Stored items:

::::

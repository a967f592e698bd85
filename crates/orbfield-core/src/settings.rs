//! Validated parameter store owned by the host side.
//!
//! The simulation itself never checks its inputs; this store is where the
//! slider ranges are enforced before a snapshot is sent across.

use crate::error::{OrbfieldError, Result};
use crate::params::SimulationParams;
use crate::types::{HslChannel, HslRange, NumberRange};

pub const ORB_DENSITY_FACTOR_RANGE: NumberRange = NumberRange::new(0.1, 3.0);
pub const MAX_ORB_SIZE_RANGE: NumberRange = NumberRange::new(1.0, 3.0);
pub const XY_SPEED_RANGE: NumberRange = NumberRange::new(1.0, 10.0);
pub const Z_DEPTH_RANGE: NumberRange = NumberRange::new(0.0, 3.0);

/// Anything that can hand out the current simulation parameters on demand
pub trait ParameterSource {
    fn snapshot(&self) -> SimulationParams;
}

/// Holds the current parameter values and a dirty flag for change detection
#[derive(Debug, Clone)]
pub struct SettingsStore {
    params: SimulationParams,
    dirty: bool,
}

impl SettingsStore {
    pub fn new() -> Self {
        Self::with_params(SimulationParams::default())
    }

    pub fn with_params(params: SimulationParams) -> Self {
        Self {
            params,
            dirty: false,
        }
    }

    pub fn params(&self) -> &SimulationParams {
        &self.params
    }

    pub fn set_orb_density_factor(&mut self, value: f64) -> Result<()> {
        check_range("orb_density_factor", ORB_DENSITY_FACTOR_RANGE, value)?;
        self.assign(|p| p.orb_density_factor = value);
        Ok(())
    }

    pub fn set_max_orb_size(&mut self, value: f64) -> Result<()> {
        check_range("max_orb_size", MAX_ORB_SIZE_RANGE, value)?;
        self.assign(|p| p.max_orb_size = value);
        Ok(())
    }

    pub fn set_xy_speed(&mut self, value: f64) -> Result<()> {
        check_range("xy_speed", XY_SPEED_RANGE, value)?;
        self.assign(|p| p.xy_speed = value);
        Ok(())
    }

    pub fn set_z_depth(&mut self, value: f64) -> Result<()> {
        check_range("z_depth", Z_DEPTH_RANGE, value)?;
        self.assign(|p| p.z_depth = value);
        Ok(())
    }

    /// Partially update one color channel.
    ///
    /// Each bound is applied independently, and only if it stays inside the
    /// channel's legal HSL bounds and does not cross the other bound (taking
    /// the incoming value of the other bound into account when both are given).
    /// Invalid bounds are skipped silently.
    pub fn set_color_channel(&mut self, channel: HslChannel, min: Option<f64>, max: Option<f64>) {
        let bounds = HslRange::BOUNDS.channel(channel);
        let mut updated = self.params.orb_color_range;
        let current = updated.channel(channel);
        let range = updated.channel_mut(channel);

        if let Some(new_min) = min {
            if new_min >= bounds.min && new_min <= max.unwrap_or(current.max) {
                range.min = new_min;
            }
        }
        if let Some(new_max) = max {
            if new_max <= bounds.max && new_max >= min.unwrap_or(current.min) {
                range.max = new_max;
            }
        }

        if updated != self.params.orb_color_range {
            self.assign(|p| p.orb_color_range = updated);
        }
    }

    /// Returns true once per batch of changes, clearing the flag
    pub fn take_dirty(&mut self) -> bool {
        std::mem::take(&mut self.dirty)
    }

    fn assign(&mut self, f: impl FnOnce(&mut SimulationParams)) {
        let before = self.params;
        f(&mut self.params);
        if before != self.params {
            self.dirty = true;
        }
    }
}

impl Default for SettingsStore {
    fn default() -> Self {
        Self::new()
    }
}

impl ParameterSource for SettingsStore {
    fn snapshot(&self) -> SimulationParams {
        self.params
    }
}

fn check_range(field: &str, range: NumberRange, value: f64) -> Result<()> {
    if range.contains(value) {
        Ok(())
    } else {
        Err(OrbfieldError::ValueOutOfRange {
            field: field.to_string(),
            min: range.min,
            max: range.max,
            value,
        })
    }
}

#[cfg(test)]
mod tests {
    use super::*;

    #[test]
    fn test_defaults() {
        let store = SettingsStore::new();
        assert_eq!(store.snapshot(), SimulationParams::default());
    }

    #[test]
    fn test_numeric_setters_reject_out_of_range() {
        let mut store = SettingsStore::new();
        assert!(store.set_orb_density_factor(2.5).is_ok());
        assert_eq!(store.params().orb_density_factor, 2.5);

        let err = store.set_orb_density_factor(5.0).unwrap_err();
        assert!(matches!(err, OrbfieldError::ValueOutOfRange { .. }));
        assert_eq!(store.params().orb_density_factor, 2.5);

        assert!(store.set_xy_speed(0.5).is_err());
        assert!(store.set_z_depth(0.0).is_ok());
        assert!(store.set_max_orb_size(3.5).is_err());
    }

    #[test]
    fn test_dirty_flag() {
        let mut store = SettingsStore::new();
        assert!(!store.take_dirty());

        store.set_xy_speed(1.0).unwrap();
        assert!(!store.take_dirty(), "same value should not mark dirty");

        store.set_xy_speed(4.0).unwrap();
        assert!(store.take_dirty());
        assert!(!store.take_dirty());
    }

    #[test]
    fn test_color_channel_partial_update() {
        let mut store = SettingsStore::new();
        store.set_color_channel(HslChannel::Hue, Some(10.0), None);
        assert_eq!(store.params().orb_color_range.h, NumberRange::new(10.0, 220.0));

        store.set_color_channel(HslChannel::Saturation, None, Some(90.0));
        assert_eq!(store.params().orb_color_range.s, NumberRange::new(20.0, 90.0));
    }

    #[test]
    fn test_color_channel_rejects_invalid_bounds() {
        let mut store = SettingsStore::new();

        // Out of HSL bounds
        store.set_color_channel(HslChannel::Hue, Some(-5.0), Some(400.0));
        assert_eq!(store.params().orb_color_range.h, NumberRange::new(140.0, 220.0));

        // Min above current max
        store.set_color_channel(HslChannel::Lightness, Some(90.0), None);
        assert_eq!(store.params().orb_color_range.l, NumberRange::new(40.0, 80.0));
        assert!(!store.take_dirty());
    }

    #[test]
    fn test_color_channel_both_bounds_move_together() {
        let mut store = SettingsStore::new();
        // New min exceeds the old max but not the new one
        store.set_color_channel(HslChannel::Hue, Some(250.0), Some(300.0));
        assert_eq!(store.params().orb_color_range.h, NumberRange::new(250.0, 300.0));
    }
}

::::

● The task
Find "range.min = new_min;" in the entries above and copy that whole line exactly, then each line after it through the line that contains "assert!(store.set_z_depth(0.0).is_ok());".

● Response to the task
                range.min = new_min;
            }
        }
        if let Some(new_max) = max {
            if new_max <= bounds.max && new_max >= min.unwrap_or(current.min) {
                range.max = new_max;
            }
        }

        if updated != self.params.orb_color_range {
            self.assign(|p| p.orb_color_range = updated);
        }
    }

    /// Returns true once per batch of changes, clearing the flag
    pub fn take_dirty(&mut self) -> bool {
        std::mem::take(&mut self.dirty)
    }

    fn assign(&mut self, f: impl FnOnce(&mut SimulationParams)) {
        let before = self.params;
        f(&mut self.params);
        if before != self.params {
            self.dirty = true;
        }
    }
}

impl Default for SettingsStore {
    fn default() -> Self {
        Self::new()
    }
}

impl ParameterSource for SettingsStore {
    fn snapshot(&self) -> SimulationParams {
        self.params
    }
}

fn check_range(field: &str, range: NumberRange, value: f64) -> Result<()> {
    if range.contains(value) {
        Ok(())
    } else {
        Err(OrbfieldError::ValueOutOfRange {
            field: field.to_string(),
            min: range.min,
            max: range.max,
            value,
        })
    }
}

#[cfg(test)]
mod tests {
    use super::*;

    #[test]
    fn test_defaults() {
        let store = SettingsStore::new();
        assert_eq!(store.snapshot(), SimulationParams::default());
    }

    #[test]
    fn test_numeric_setters_reject_out_of_range() {
        let mut store = SettingsStore::new();
        assert!(store.set_orb_density_factor(2.5).is_ok());
        assert_eq!(store.params().orb_density_factor, 2.5);

        let err = store.set_orb_density_factor(5.0).unwrap_err();
        assert!(matches!(err, OrbfieldError::ValueOutOfRange { .. }));
        assert_eq!(store.params().orb_density_factor, 2.5);

        assert!(store.set_xy_speed(0.5).is_err());
        assert!(store.set_z_depth(0.0).is_ok());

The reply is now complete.